Among the entries that follow, some lines contain the word "positioning". Show all of them.

---------- Exercise material

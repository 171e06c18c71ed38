//! Font management for PDF generation.
//!
//! This module provides Base-14 font metrics for accurate text positioning
//! and line wrapping. Widths and vertical metrics come from the Adobe AFM
//! files; the line gap is the part of the font bounding box not covered
//! by ascender and descender.

use super::win_ansi;
use std::collections::HashMap;

/// Advance widths for printable ASCII (0x20..=0x7E) in Helvetica.
const HELVETICA_WIDTHS: [u16; 95] = [
    278, 278, 355, 556, 556, 889, 667, 191, 333, 333, 389, 584, 278, 333, 278, 278, // ' '../
    556, 556, 556, 556, 556, 556, 556, 556, 556, 556, 278, 278, 584, 584, 584, 556, // 0..?
    1015, 667, 667, 722, 722, 667, 611, 778, 722, 278, 500, 667, 556, 833, 722, 778, // @..O
    667, 778, 722, 667, 611, 722, 667, 944, 667, 667, 611, 278, 278, 278, 469, 556, // P.._
    333, 556, 556, 500, 556, 556, 278, 556, 556, 222, 222, 500, 222, 833, 556, 556, // `..o
    556, 556, 333, 500, 278, 556, 500, 722, 500, 500, 500, 334, 260, 334, 584, // p..~
];

/// Advance widths for printable ASCII (0x20..=0x7E) in Helvetica-Bold.
const HELVETICA_BOLD_WIDTHS: [u16; 95] = [
    278, 333, 474, 556, 556, 889, 722, 238, 333, 333, 389, 584, 278, 333, 278, 278, // ' '../
    556, 556, 556, 556, 556, 556, 556, 556, 556, 556, 333, 333, 584, 584, 584, 611, // 0..?
    975, 722, 722, 722, 722, 667, 611, 778, 722, 278, 556, 722, 611, 833, 722, 778, // @..O
    667, 778, 722, 667, 611, 722, 667, 944, 667, 667, 611, 333, 278, 333, 584, 556, // P.._
    333, 556, 611, 556, 611, 556, 333, 611, 611, 278, 278, 556, 278, 889, 611, 611, // `..o
    611, 611, 389, 556, 333, 611, 556, 778, 556, 556, 500, 389, 280, 389, 584, // p..~
];

/// Font manager for PDF generation.
///
/// Manages the Base-14 fonts the composer uses and provides metrics for
/// text layout.
#[derive(Debug, Clone)]
pub struct FontManager {
    /// Registered fonts (name -> font info)
    fonts: HashMap<String, FontInfo>,
    /// Font used when a lookup misses
    fallback: FontInfo,
}

impl FontManager {
    /// Create a new font manager with the supported Base-14 fonts.
    pub fn new() -> Self {
        let mut manager = Self {
            fonts: HashMap::new(),
            fallback: FontInfo::base14("Helvetica"),
        };

        for name in ["Helvetica", "Helvetica-Bold", "Courier", "Courier-Bold"] {
            manager.register_font(FontInfo::base14(name));
        }
        manager
    }

    fn register_font(&mut self, font: FontInfo) {
        self.fonts.insert(font.name.clone(), font);
    }

    /// Get font info by name.
    pub fn get_font(&self, name: &str) -> Option<&FontInfo> {
        self.fonts.get(name)
    }

    /// Get font info, falling back to Helvetica if not found.
    pub fn get_font_or_default(&self, name: &str) -> &FontInfo {
        self.get_font(name).unwrap_or(&self.fallback)
    }

    /// Calculate the width of a string in the given font at the given size.
    ///
    /// Returns width in points.
    pub fn text_width(&self, text: &str, font_name: &str, font_size: f32) -> f32 {
        self.get_font_or_default(font_name).text_width(text, font_size)
    }

    /// Calculate the width of a single character.
    pub fn char_width(&self, ch: char, font_name: &str, font_size: f32) -> f32 {
        self.get_font_or_default(font_name).char_width(ch) * font_size / 1000.0
    }
}

impl Default for FontManager {
    fn default() -> Self {
        Self::new()
    }
}

/// Information about a font.
#[derive(Debug, Clone)]
pub struct FontInfo {
    /// Font name (e.g., "Helvetica-Bold")
    pub name: String,
    /// Character widths in 1/1000 of font size
    widths: FontWidths,
    /// Ascender height (above baseline)
    pub ascender: f32,
    /// Descender depth (below baseline, negative)
    pub descender: f32,
    /// Line gap (extra space between lines)
    pub line_gap: f32,
    /// Cap height (height of capital letters)
    pub cap_height: f32,
}

impl FontInfo {
    fn base14(name: &str) -> Self {
        // (ascender, descender, line_gap, cap_height)
        let (ascender, descender, line_gap, cap_height) = match name {
            "Helvetica-Bold" => (718.0, -207.0, 265.0, 718.0),
            "Courier" => (629.0, -157.0, 269.0, 562.0),
            "Courier-Bold" => (626.0, -142.0, 283.0, 562.0),
            _ => (718.0, -207.0, 231.0, 718.0),
        };
        let widths = match name {
            "Helvetica-Bold" => FontWidths::Proportional(&HELVETICA_BOLD_WIDTHS),
            "Courier" | "Courier-Bold" => FontWidths::Monospace(600.0),
            _ => FontWidths::Proportional(&HELVETICA_WIDTHS),
        };

        Self {
            name: name.to_string(),
            widths,
            ascender,
            descender,
            line_gap,
            cap_height,
        }
    }

    /// Whether this is a bold face.
    pub fn is_bold(&self) -> bool {
        self.name.ends_with("-Bold")
    }

    /// Calculate the width of text in this font.
    ///
    /// Returns width in points for the given font size.
    pub fn text_width(&self, text: &str, font_size: f32) -> f32 {
        let width_units: f32 = text.chars().map(|c| self.char_width(c)).sum();
        width_units * font_size / 1000.0
    }

    /// Get the width of a single character in font units (1/1000 of em).
    pub fn char_width(&self, ch: char) -> f32 {
        match &self.widths {
            FontWidths::Monospace(width) => *width,
            FontWidths::Proportional(table) => proportional_width(table, self.is_bold(), ch),
        }
    }

    /// Distance from the top of a line box to the baseline.
    pub fn ascent(&self, font_size: f32) -> f32 {
        self.ascender * font_size / 1000.0
    }

    /// Height of one line at the given size, optionally including the
    /// font's line gap.
    pub fn line_height(&self, font_size: f32, include_gap: bool) -> f32 {
        let gap = if include_gap { self.line_gap } else { 0.0 };
        (gap + self.ascender - self.descender) * font_size / 1000.0
    }
}

/// Font width data.
#[derive(Debug, Clone)]
enum FontWidths {
    /// Proportional font with per-character widths for printable ASCII
    Proportional(&'static [u16; 95]),
    /// Monospace font with fixed width
    Monospace(f32),
}

fn proportional_width(table: &[u16; 95], bold: bool, ch: char) -> f32 {
    if (' '..='~').contains(&ch) {
        return table[ch as usize - 0x20] as f32;
    }
    match ch {
        '\u{00B7}' => 278.0, // periodcentered
        '\u{00D7}' => 584.0, // multiply
        '\u{2014}' => 1000.0,
        '\u{2013}' => 556.0,
        '\u{2022}' => 350.0,
        '\u{2019}' | '\u{2018}' => {
            if bold {
                278.0
            } else {
                222.0
            }
        },
        '\u{201C}' | '\u{201D}' => {
            if bold {
                500.0
            } else {
                333.0
            }
        },
        _ if win_ansi::unicode_to_winansi(ch).is_some() => 556.0,
        // Shown as the replacement byte
        _ => table[(win_ansi::REPLACEMENT - 0x20) as usize] as f32,
    }
}

/// Text layout helper for calculating text positioning.
#[derive(Debug, Clone, Default)]
pub struct TextLayout {
    /// Font manager reference
    font_manager: FontManager,
}

impl TextLayout {
    /// Create a new text layout helper.
    pub fn new() -> Self {
        Self::default()
    }

    /// Calculate wrapped lines for text within a given width.
    ///
    /// Words are packed greedily; a word wider than `max_width` on its own
    /// is split between characters. Explicit newlines start a new line.
    /// Returns a vector of (line_text, line_width) pairs, never empty.
    pub fn wrap_text(
        &self,
        text: &str,
        font_name: &str,
        font_size: f32,
        max_width: f32,
    ) -> Vec<(String, f32)> {
        let mut lines = Vec::new();
        let space_width = self.font_manager.char_width(' ', font_name, font_size);

        for paragraph in text.split('\n') {
            let mut current_line = String::new();
            let mut current_width = 0.0;

            for word in paragraph.split_whitespace() {
                let word_width = self.font_manager.text_width(word, font_name, font_size);

                if current_line.is_empty() && word_width > max_width {
                    for piece in self.split_word(word, font_name, font_size, max_width) {
                        if !current_line.is_empty() {
                            lines.push((std::mem::take(&mut current_line), current_width));
                        }
                        current_width = self.font_manager.text_width(&piece, font_name, font_size);
                        current_line = piece;
                    }
                } else if current_line.is_empty() {
                    current_line = word.to_string();
                    current_width = word_width;
                } else if current_width + space_width + word_width <= max_width {
                    current_line.push(' ');
                    current_line.push_str(word);
                    current_width += space_width + word_width;
                } else {
                    lines.push((std::mem::take(&mut current_line), current_width));
                    if word_width > max_width {
                        for piece in self.split_word(word, font_name, font_size, max_width) {
                            if !current_line.is_empty() {
                                lines.push((std::mem::take(&mut current_line), current_width));
                            }
                            current_width =
                                self.font_manager.text_width(&piece, font_name, font_size);
                            current_line = piece;
                        }
                    } else {
                        current_line = word.to_string();
                        current_width = word_width;
                    }
                }
            }

            if !current_line.is_empty() {
                lines.push((current_line, current_width));
            }
        }

        if lines.is_empty() {
            lines.push((String::new(), 0.0));
        }

        lines
    }

    /// Split a single over-wide word into pieces that each fit `max_width`
    /// (every piece holds at least one character).
    fn split_word(&self, word: &str, font_name: &str, font_size: f32, max_width: f32) -> Vec<String> {
        let mut pieces = Vec::new();
        let mut piece = String::new();
        let mut width = 0.0;

        for ch in word.chars() {
            let w = self.font_manager.char_width(ch, font_name, font_size);
            if !piece.is_empty() && width + w > max_width {
                pieces.push(std::mem::take(&mut piece));
                width = 0.0;
            }
            piece.push(ch);
            width += w;
        }
        if !piece.is_empty() {
            pieces.push(piece);
        }
        pieces
    }

    /// Get the font manager.
    pub fn font_manager(&self) -> &FontManager {
        &self.font_manager
    }
}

--------------------

Problem solution
//! This module provides Base-14 font metrics for accurate text positioning
/// Text layout helper for calculating text positioning.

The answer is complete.